Based on this reasoning, it is not difficult to explain the enormous differences in impact that sectoral innovation systems have achieved in agriculture and biotechnology linked to human medicine. Agriculture has an extensive network of research centers, more than any other sector in the country, but it lacks the practical validation that producers and foreign markets can offer.
This reflects the weaknesses that the production model exhibits in triggering association and interactions between entities of different types of property. That the island’s biotechnology has required an ad hoc scheme to progress can be interpreted in various ways, but one is that our economic model greatly limits the ability of all its companies to trigger successful innovative processes. It is even worse in the cooperative and private spheres, which only seem designed to create low-quality jobs.
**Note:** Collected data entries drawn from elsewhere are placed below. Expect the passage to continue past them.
//! Disconnect notification plumbing.
//!
//! The owner of a binding keeps the handler alive in an `Arc`; the binding only
//! holds a [`DisconnectCallback`], a weak reference it upgrades when it detects
//! that the underlying connection is gone.

use super::error::{BindingError, BindingResult};
use std::fmt;
use std::sync::{Arc, Weak};

/// Handler invoked when a binding loses its connection.
pub type DisconnectFn = dyn Fn() + Send + Sync;

/// Non-owning reference to a disconnect handler.
#[derive(Clone)]
pub struct DisconnectCallback {
    handler: Weak<DisconnectFn>,
}

impl DisconnectCallback {
    /// Reference `handler` without taking ownership of it.
    pub fn new(handler: &Arc<DisconnectFn>) -> Self {
        Self {
            handler: Arc::downgrade(handler),
        }
    }

    /// Whether the handler is still alive.
    pub fn is_invocable(&self) -> bool {
        self.handler.strong_count() > 0
    }

    /// Invoke the handler. Returns `false` if its owner already dropped it.
    pub fn invoke(&self) -> bool {
        match self.handler.upgrade() {
            Some(handler) => {
                handler();
                true
            }
            None => {
                tracing::warn!("Disconnect detected but the handler has been dropped");
                false
            }
        }
    }
}

impl fmt::Debug for DisconnectCallback {
    fn fmt(&self, f: &mut fmt::Formatter<'_>) -> fmt::Result {
        f.debug_struct("DisconnectCallback")
            .field("invocable", &self.is_invocable())
            .finish()
    }
}

/// Construction options shared by every driver.
#[derive(Debug, Clone, Default)]
pub struct BindingOptions {
    pub disconnect: Option<DisconnectCallback>,
}

impl BindingOptions {
    pub fn new(disconnect: DisconnectCallback) -> Self {
        Self {
            disconnect: Some(disconnect),
        }
    }

    /// Options referencing `handler`.
    pub fn with_handler(handler: &Arc<DisconnectFn>) -> Self {
        Self::new(DisconnectCallback::new(handler))
    }

    /// Check the options and extract the callback a driver stores.
    pub fn validate(self) -> BindingResult<DisconnectCallback> {
        let disconnect = self
            .disconnect
            .ok_or_else(|| BindingError::invalid_argument("\"disconnect\" is not a function"))?;
        if !disconnect.is_invocable() {
            return Err(BindingError::invalid_argument(
                "\"disconnect\" handler has already been dropped",
            ));
        }
        Ok(disconnect)
    }
}

#[cfg(test)]
mod tests {
    use super::*;
    use std::sync::atomic::{AtomicUsize, Ordering};

    fn counting_handler() -> (Arc<DisconnectFn>, Arc<AtomicUsize>) {
        let count = Arc::new(AtomicUsize::new(0));
        let seen = Arc::clone(&count);
        let handler: Arc<DisconnectFn> = Arc::new(move || {
            seen.fetch_add(1, Ordering::SeqCst);
        });
        (handler, count)
    }

    #[test]
    fn test_invoke_reaches_handler() {
        let (handler, count) = counting_handler();
        let callback = DisconnectCallback::new(&handler);

        assert!(callback.is_invocable());
        assert!(callback.invoke());
        assert_eq!(count.load(Ordering::SeqCst), 1);
    }

    #[test]
    fn test_callback_does_not_own_handler() {
        let (handler, count) = counting_handler();
        let callback = DisconnectCallback::new(&handler);
        drop(handler);

        assert!(!callback.is_invocable());
        assert!(!callback.invoke());
        assert_eq!(count.load(Ordering::SeqCst), 0);
    }

    #[test]
    fn test_validate() {
        let (handler, _) = counting_handler();
        assert!(BindingOptions::with_handler(&handler).validate().is_ok());

        assert!(matches!(
            BindingOptions::default().validate(),
            Err(BindingError::InvalidArgument(_))
        ));

        let dangling = BindingOptions::with_handler(&handler);
        drop(handler);
        assert!(matches!(
            dangling.validate(),
            Err(BindingError::InvalidArgument(_))
        ));
    }
}
//! Mock driver integration tests.
//!
//! Runs the conformance suite against several virtual device setups and walks
//! through the lifecycle scenarios every binding must support.

mod common;

use common::MockFixture;
use pretty_assertions::assert_eq;
use serde_json::json;
use serial_binding::conformance::Conformance;
use serial_binding::port::{
    BindingError, ControlFlags, DataBits, ErrorKind, MockPortOptions, OpenOptions, Parity,
    PortBinding, PortEnumerator, PortPath, StopBits, UpdateOptions,
};
use std::time::Duration;

// ========== Conformance ==========

#[tokio::test]
async fn test_default_device_conforms() {
    let fixture = MockFixture::new("COM_TEST", MockPortOptions::default());
    let registry = fixture.registry.clone();

    Conformance::new(
        move |options| registry.binding(options),
        fixture.path.clone(),
        OpenOptions::new(9600).unwrap(),
    )
    .with_control_roundtrip(true)
    .run()
    .await;
}

#[tokio::test]
async fn test_restricted_device_conforms() {
    let fixture = MockFixture::new(
        "/dev/ttyRESTRICTED",
        MockPortOptions {
            echo: true,
            max_read_size: 1,
            ready_data: Some(b"boot\r\n".to_vec()),
            supported_baud_rates: Some(vec![9600, 115200]),
            ..Default::default()
        },
    );
    let registry = fixture.registry.clone();

    Conformance::new(
        move |options| registry.binding(options),
        fixture.path.clone(),
        OpenOptions::new(115200).unwrap(),
    )
    .run()
    .await;
}

// ========== Lifecycle scenarios ==========

#[tokio::test]
async fn test_open_close_scenario() {
    // Arrange
    let fixture = MockFixture::new("COM_TEST", MockPortOptions::default());
    let mut binding = fixture.binding();
    let options = OpenOptions::from_value(&json!({ "baudRate": 9600 })).unwrap();

    // Act & Assert
    assert!(!binding.is_open());
    binding.open(fixture.path.clone(), options.clone()).await.unwrap();
    assert!(binding.is_open());

    let again = binding.open(fixture.path.clone(), options).await;
    assert!(matches!(again, Err(BindingError::AlreadyOpen)));
    assert!(binding.is_open());

    binding.close().await.unwrap();
    assert!(!binding.is_open());

    let second_close = binding.close().await;
    assert!(matches!(second_close, Err(BindingError::NotOpen)));
}

#[tokio::test]
async fn test_reopen_leaves_existing_connection_untouched() {
    let fixture = MockFixture::new("/dev/ttyKEEP", MockPortOptions::default());
    let mut binding = fixture.binding();
    binding
        .open(fixture.path.clone(), OpenOptions::new(9600).unwrap())
        .await
        .unwrap();
    let flags_before = fixture.handle.control_flags();

    let other = OpenOptions::new(115200)
        .unwrap()
        .with_lock(false)
        .with_flags(ControlFlags {
            dtr: false,
            rts: false,
            brk: true,
            ..ControlFlags::default()
        });
    let again = binding.open(fixture.path.clone(), other).await;

    assert!(matches!(again, Err(BindingError::AlreadyOpen)));
    assert!(binding.is_open());
    assert_eq!(fixture.handle.baud_rate(), Some(9600));
    assert_eq!(fixture.handle.control_flags(), flags_before);
    assert!(fixture.handle.is_locked());
    assert_eq!(fixture.handle.holders(), 1);
}

#[tokio::test]
async fn test_write_on_closed_binding_sends_nothing() {
    let fixture = MockFixture::echo("COM_TEST");
    let mut binding = fixture.binding();

    let result = binding.write(b"hello").await;

    assert!(matches!(result, Err(BindingError::NotOpen)));
    assert!(fixture.handle.recording().is_empty());
    assert_eq!(fixture.handle.last_write(), None);
}

#[tokio::test]
async fn test_reads_follow_max_read_size() {
    let fixture = MockFixture::new(
        "/dev/ttySLOW",
        MockPortOptions {
            max_read_size: 3,
            ready_data: Some(b"abcdefg".to_vec()),
            ..Default::default()
        },
    );
    let mut binding = fixture.binding();
    binding
        .open(fixture.path.clone(), OpenOptions::new(9600).unwrap())
        .await
        .unwrap();

    let mut buffer = [0u8; 16];
    let mut filled = 0;
    while filled < 7 {
        let n = binding.read(&mut buffer, filled, 16 - filled).await.unwrap();
        assert!(n <= 3, "read returned {n} bytes, cap is 3");
        filled += n;
    }

    assert_eq!(&buffer[..7], b"abcdefg");
    assert_eq!(fixture.handle.pending_input(), 0);
}

#[tokio::test]
async fn test_pending_read_wakes_on_emitted_data() {
    let fixture = MockFixture::new("/dev/ttyWAIT", MockPortOptions::default());
    let mut binding = fixture.binding();
    binding
        .open(fixture.path.clone(), OpenOptions::new(9600).unwrap())
        .await
        .unwrap();

    let handle = fixture.handle.clone();
    let emitter = tokio::spawn(async move {
        tokio::time::sleep(Duration::from_millis(20)).await;
        handle.emit_data(b"OK\r\n");
    });

    let mut buffer = [0u8; 8];
    let n = tokio::time::timeout(Duration::from_secs(1), binding.read(&mut buffer, 0, 8))
        .await
        .expect("read should wake on emitted data")
        .unwrap();
    emitter.await.unwrap();

    assert_eq!(&buffer[..n], b"OK\r\n");
}

#[tokio::test]
async fn test_open_options_reach_device() {
    let fixture = MockFixture::new("/dev/ttyOPTS", MockPortOptions::default());
    let mut binding = fixture.binding();
    let options = OpenOptions::from_value(&json!({
        "baudRate": 57600,
        "dataBits": 7,
        "parity": "even",
        "stopBits": 2,
        "lock": false,
        "flags": { "dtr": false, "brk": true }
    }))
    .unwrap();

    assert_eq!(options.data_bits, DataBits::Seven);
    assert_eq!(options.parity, Parity::Even);
    assert_eq!(options.stop_bits, StopBits::Two);

    binding.open(fixture.path.clone(), options).await.unwrap();

    assert_eq!(fixture.handle.baud_rate(), Some(57600));
    assert!(!fixture.handle.is_locked());
    let flags = fixture.handle.control_flags();
    assert!(!flags.dtr);
    assert!(flags.brk);
    assert!(flags.rts);
}

#[tokio::test]
async fn test_update_rejects_unsupported_rate_and_keeps_port_open() {
    let fixture = MockFixture::new(
        "/dev/ttyFIXED",
        MockPortOptions {
            supported_baud_rates: Some(vec![9600]),
            ..Default::default()
        },
    );
    let mut binding = fixture.binding();
    binding
        .open(fixture.path.clone(), OpenOptions::new(9600).unwrap())
        .await
        .unwrap();

    let err = binding
        .update(UpdateOptions::new(230400).unwrap())
        .await
        .unwrap_err();

    assert_eq!(err.kind(), ErrorKind::OperationFailed);
    assert!(binding.is_open());
    assert_eq!(fixture.handle.baud_rate(), Some(9600));
}

#[tokio::test]
async fn test_invalid_arguments_are_rejected_before_any_call() {
    assert!(PortPath::new("").is_err());
    assert!(OpenOptions::new(0).is_err());
    assert!(OpenOptions::from_value(&json!({})).is_err());
    assert!(OpenOptions::from_value(&json!("9600")).is_err());
    assert!(OpenOptions::from_value(&json!({ "baudRate": 9600, "turbo": true })).is_err());
    assert!(UpdateOptions::from_value(&json!({ "baudRate": -1 })).is_err());
    assert!(ControlFlags::from_value(&json!({ "dtr": "yes" })).is_err());

    let platform = OpenOptions::from_value(&json!({
        "baudRate": 9600,
        "platform": { "vmin": 1, "vtime": 0 }
    }))
    .unwrap();
    assert_eq!(platform.platform.len(), 2);
}

#[tokio::test]
async fn test_disconnect_mid_session() {
    // Arrange
    let fixture = MockFixture::echo("/dev/ttyUNPLUG");
    let mut binding = fixture.binding();
    binding
        .open(fixture.path.clone(), OpenOptions::new(9600).unwrap())
        .await
        .unwrap();
    binding.write(b"before").await.unwrap();

    // Act
    fixture.handle.disconnect();
    let result = binding.write(b"after").await;

    // Assert
    assert!(matches!(result, Err(BindingError::Disconnected)));
    assert!(!binding.is_open());
    assert_eq!(fixture.disconnects(), 1);
    assert_eq!(fixture.handle.recording(), b"before");

    // Closed bindings report NotOpen from here on, without another callback.
    assert!(matches!(binding.drain().await, Err(BindingError::NotOpen)));
    assert_eq!(fixture.disconnects(), 1);
}

#[tokio::test]
async fn test_listing_hides_unplugged_devices() {
    let fixture = MockFixture::new("/dev/ttyA", MockPortOptions::default());
    fixture
        .registry
        .create_port(PortPath::new("/dev/ttyB").unwrap(), MockPortOptions::default());

    fixture.handle.disconnect();
    let ports: Vec<_> = fixture.registry.list().await.unwrap().collect();

    assert_eq!(ports.len(), 1);
    assert_eq!(ports[0].path.as_str(), "/dev/ttyB");
}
This provides lessons to consider when creating the most comprehensive transformation possible. Not every invention is equally transformative. Survival-oriented efforts are key in societies subjected to shortages and disasters of various kinds, but they do not automatically mean overcoming unfavorable conditions. They feed resilience and allow us to arrive at ‘tomorrow,’ but they do not transform reality on their own. Innovation is also not limited to a few high-tech companies.
Cuba will never be able to emulate the enormous R&D expenditures of the most advanced economies. It is not a question of expanding the size of BioCubaFarma or replicating it in other branches. In fact, in small countries the most important thing is incremental innovations, and the appropriation and adaptation of the advances achieved in other latitudes.
When that reality is accepted, other shortcomings of our model become important. In these adaptive efforts and in incremental innovations, small companies are more relevant, as well as their productive factor and their interactions. With a third of workers outside the public sector, and almost as many without formal employment ties, it is not realistic to think that innovation in Cuba will be generated exclusively within state entities.
Although the domestic and external market is not the only validation and appropriation mechanism, it is part of the equation to promote the take-off of innovation. It is time for the debate to move from the complacency of created human capital (where more discussion is needed), towards its use in the economy and society as a whole — from capabilities to results, and from science to innovation. This would allow us to deal more comprehensively with existing shortcomings. And perhaps explain to the public why a country that boasts of producing biotech products and respirators in record time to treat COVID-19, is unable to bring pork, rice or corn to your table.